All You Need is Love - thoughts on the Telepathy Tapes
I recently came across what’s become a viral phenomenon, the podcast seen by over ten million people called The Telepathy Tapes. The basic story is this - autistic, non-speaking people, mostly younger, have displayed, in their homes or in classrooms, the ability to read minds.
Ky Dickens, the creator of the podcast, says that the autistic people that have been tested don’t define the phenomena so much as reading minds, but rather as a sharing of consciousness.
The episodes are incredibly mind-blowing. They describe a series of tests in which telepathy is proven over and over to nearly 100% accuracy by these autistic individuals.

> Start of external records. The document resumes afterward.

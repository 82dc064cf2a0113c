use ropesim::analytical::{
    catenary_shape, solve_catenary_parameter, solve_catenary_with_samples, solve_elastic_rope_with_samples,
};
use ropesim::{solve_catenary, solve_elastic_rope, ElasticRopeConfig, RopeError};

#[test]
fn catenary_round_trip() {
    let (x0, y0) = (2.0f64, 1.0);
    let catenary = solve_catenary_with_samples(x0, y0, 101).unwrap();
    let a = catenary.shape_parameter;
    let curve = &catenary.curve;

    assert_eq!(curve.x[0], 0.0);
    assert!((curve.x[100] - 2.0 * x0).abs() < 1e-12);
    assert!(curve.y[0].abs() < 1e-4);
    assert!(curve.y[100].abs() < 1e-4);
    assert!((curve.y[50] + y0).abs() < 1e-4, "y(x0) = {}", curve.y[50]);
    assert!((catenary_shape(x0, x0, a) + y0).abs() < 1e-4);
    assert!((curve.min_y().unwrap() + y0).abs() < 1e-4);
}

#[test]
fn catenary_default_sampling() {
    let catenary = solve_catenary(2.0f64, 1.0).unwrap();
    assert_eq!(catenary.curve.len(), ropesim::analytical::DEFAULT_SAMPLES);
    assert_eq!(catenary.curve.y.len(), catenary.curve.x.len());
}

#[test]
fn catenary_parameter_from_known_shape() {
    for &a in &[0.3f64, 1.0, 5.0, 40.0] {
        let x0 = 1.0;
        let sag = a * ((x0 / a).cosh() - 1.0);
        let solved = solve_catenary_parameter(x0, sag).unwrap();
        assert!((solved - a).abs() / a < 1e-6, "expected {}, got {}", a, solved);
    }
}

#[test]
fn catenary_out_of_reach_is_a_convergence_error() {
    // y0/a rounds to zero for every parameter large enough to span 1e6.
    let err = solve_catenary(1e6f64, 1e-6).unwrap_err();
    assert!(matches!(err, RopeError::Convergence { .. }), "{:?}", err);
}

#[test]
fn catenary_rejects_bad_input() {
    assert!(matches!(solve_catenary(0.0f64, 1.0), Err(RopeError::InvalidConfiguration(_))));
    assert!(matches!(solve_catenary(2.0f64, -1.0), Err(RopeError::InvalidConfiguration(_))));
}

#[test]
fn stiff_elastic_rope_matches_catenary() {
    let (tension, weight, gap) = (2.0f64, 1.0, 4.0);
    let a = tension / weight;
    let cable = ElasticRopeConfig { weight_density: weight, cross_section_area: 1e-4, elastic_constant: 1e12 };
    let elastic = solve_elastic_rope_with_samples(tension, gap, &cable, 1001).unwrap();

    let sag = a * ((gap / 2.0 / a).cosh() - 1.0);
    let rigid = solve_catenary_with_samples(gap / 2.0, sag, 1001).unwrap();
    assert!((rigid.shape_parameter - a).abs() < 1e-6);

    for i in 0..elastic.len() {
        assert!((elastic.x[i] - rigid.curve.x[i]).abs() < 1e-12);
        assert!(
            (elastic.y[i] - rigid.curve.y[i]).abs() < 1e-4,
            "sample {}: elastic {} vs rigid {}",
            i,
            elastic.y[i],
            rigid.curve.y[i],
        );
    }
}

#[test]
fn elastic_rope_is_symmetric() {
    let curve = solve_elastic_rope(3.0f64, 2.0, 1.5, 1e-4, 2e4).unwrap();
    let n = curve.len();
    assert_eq!(curve.y[0], 0.0);
    assert!(curve.y[n - 1].abs() < 1e-8);
    for i in 0..n {
        assert!((curve.y[i] - curve.y[n - 1 - i]).abs() < 1e-8);
    }
    assert!(curve.min_y().unwrap() < 0.0);
}

#[test]
fn softer_rope_has_shallower_slopes() {
    let stiff = solve_elastic_rope(3.0f64, 2.0, 1.5, 1e-4, 1e12).unwrap();
    let soft = solve_elastic_rope(3.0f64, 2.0, 1.5, 1e-4, 1e4).unwrap();
    let depth = |c: &ropesim::SampledCurve<f64>| -c.min_y().unwrap();
    assert!(depth(&soft) < depth(&stiff));
}

#[test]
fn elastic_rope_rejects_bad_input() {
    assert!(matches!(
        solve_elastic_rope(0.0f64, 2.0, 1.5, 1e-4, 1e4),
        Err(RopeError::InvalidConfiguration(_)),
    ));
    assert!(matches!(
        solve_elastic_rope(1.0f64, 2.0, 1.5, 0.0, 1e4),
        Err(RopeError::InvalidConfiguration(_)),
    ));
}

Right now, the podcast, being audio, can’t visually show the process of testing and the astonishing results - but numbers, often five digits, or words, hidden, were created by a digital random number or word creator, then “seen,” across the room, after being looked at by the sender, or parent, typed by the subject on a tablet or pointed to on an alphabet pad. A filmed documentary is now in the works, but there are a few videos on YouTube at this point, as jaw-dropping as the podcast descriptions are. Below is the podcast link, then two YouTube links.
The contrasting methods between accepted medical analysis and nurturing can clearly be seen in the case of these non-verbal autistic children. For decades they were viewed as damaged, wiring gone kaput, basically nobody home. This was the devastating conclusion dropped on you as a parent. The diagnosis was at best, well, there might somebody in there but you’re never going to find them. Anti-depressants and anti-psychotic drugs were, still are, regularly proscribed management.

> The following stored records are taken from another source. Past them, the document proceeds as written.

//! Scalar root finding for the analytical solvers.

use crate::float::Float;

/// Stopping rules for [`newton`] and [`bisect`].
#[derive(Copy, Clone, Debug)]
pub struct RootOptions<F: Float> {
    pub max_iterations: usize,
    /// Stop once `|f(x)|` is at most this.
    pub f_tolerance: F,
    /// Stop once a step is at most `x_tolerance · (1 + |x|)`.
    pub x_tolerance: F,
    /// Iterates are kept strictly above this bound.
    pub lower_bound: Option<F>,
}

impl<F: Float> RootOptions<F> {
    pub fn new() -> Self {
        let eps = F::epsilon();
        RootOptions {
            max_iterations: 100,
            f_tolerance: F::from_f64(1e-12).max(eps * F::from_f64(16.0)),
            x_tolerance: eps * F::from_f64(4.0),
            lower_bound: None,
        }
    }

    pub fn with_max_iterations(mut self, max_iterations: usize) -> Self {
        self.max_iterations = max_iterations;
        self
    }

    pub fn with_lower_bound(mut self, bound: F) -> Self {
        self.lower_bound = Some(bound);
        self
    }
}

impl<F: Float> Default for RootOptions<F> {
    fn default() -> Self {
        Self::new()
    }
}

/// A converged iterate.
#[derive(Copy, Clone, Debug, PartialEq)]
pub struct Root<F: Float> {
    pub x: F,
    /// `f(x)` at the returned iterate.
    pub residual: F,
    pub iterations: usize,
}

/// Newton's method for `f`, which returns `(f(x), f'(x))`.
///
/// Returns `None` if an iterate leaves the finite range, the derivative
/// vanishes, or the iteration budget runs out. A returned root only met one
/// of the stopping rules; callers check `residual` against their own
/// acceptance tolerance.
pub fn newton<F, Fun>(mut f: Fun, x0: F, options: &RootOptions<F>) -> Option<Root<F>>
where
    F: Float,
    Fun: FnMut(F) -> (F, F),
{
    let mut x = x0;
    for iterations in 0..options.max_iterations {
        let (fx, dfx) = f(x);
        if !fx.is_finite() {
            return None;
        }
        if fx.abs() <= options.f_tolerance {
            return Some(Root { x, residual: fx, iterations });
        }
        if !dfx.is_finite() || dfx == F::zero() {
            return None;
        }

        let mut next = x - fx / dfx;
        if let Some(bound) = options.lower_bound {
            // Halve the distance to the bound instead of crossing it.
            if !(next > bound) {
                next = (x + bound) * F::half();
            }
        }
        if !next.is_finite() {
            return None;
        }

        let step = (next - x).abs();
        x = next;
        if step <= options.x_tolerance * (F::one() + x.abs()) {
            let (residual, _) = f(x);
            return residual.is_finite().then_some(Root { x, residual, iterations: iterations + 1 });
        }
    }
    None
}

/// Bisection on `[lo, hi]`, which must bracket a sign change of `f`.
pub fn bisect<F, Fun>(mut f: Fun, lo: F, hi: F, options: &RootOptions<F>) -> Option<Root<F>>
where
    F: Float,
    Fun: FnMut(F) -> F,
{
    let (mut lo, mut hi) = if lo < hi { (lo, hi) } else { (hi, lo) };
    let mut f_lo = f(lo);
    let f_hi = f(hi);
    if !f_lo.is_finite() || !f_hi.is_finite() {
        return None;
    }
    if f_lo == F::zero() {
        return Some(Root { x: lo, residual: f_lo, iterations: 0 });
    }
    if f_hi == F::zero() {
        return Some(Root { x: hi, residual: f_hi, iterations: 0 });
    }
    if (f_lo < F::zero()) == (f_hi < F::zero()) {
        return None;
    }

    for iterations in 0..options.max_iterations.max(1) * 4 {
        let mid = (lo + hi) * F::half();
        let f_mid = f(mid);
        if !f_mid.is_finite() {
            return None;
        }
        if f_mid.abs() <= options.f_tolerance
            || hi - lo <= options.x_tolerance * (F::one() + mid.abs())
        {
            return Some(Root { x: mid, residual: f_mid, iterations: iterations + 1 });
        }
        if (f_mid < F::zero()) == (f_lo < F::zero()) {
            lo = mid;
            f_lo = f_mid;
        } else {
            hi = mid;
        }
    }
    None
}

Then we have the recent breakthrough of the spelling method, so called facilitated communication, which has been controversial, but is basically just guiding non-verbal autistic learners as to how to use a letter board or to type. Many become independent of the facilitation and can advance to type or point on their own. That’s when clear communication begins, when these non-verbal people start writing things to their parents like, “I can read your mind.” Or they tell them about The Hill. More about that later.
It’s best at this point that if you’re interested in this, or doubtful and want to see it in order to debunk it, go and listen to the podcasts, which will tell you more, and more convincingly, than I could ever do in a summarization. Bob Dylan asked in a song, “Have you ever done the opposite of what the experts say?” This is exactly what Ky Dickens and Dr. Powell have done. Which is ripped open the clinical, tightly bolted doors of scientific materialism.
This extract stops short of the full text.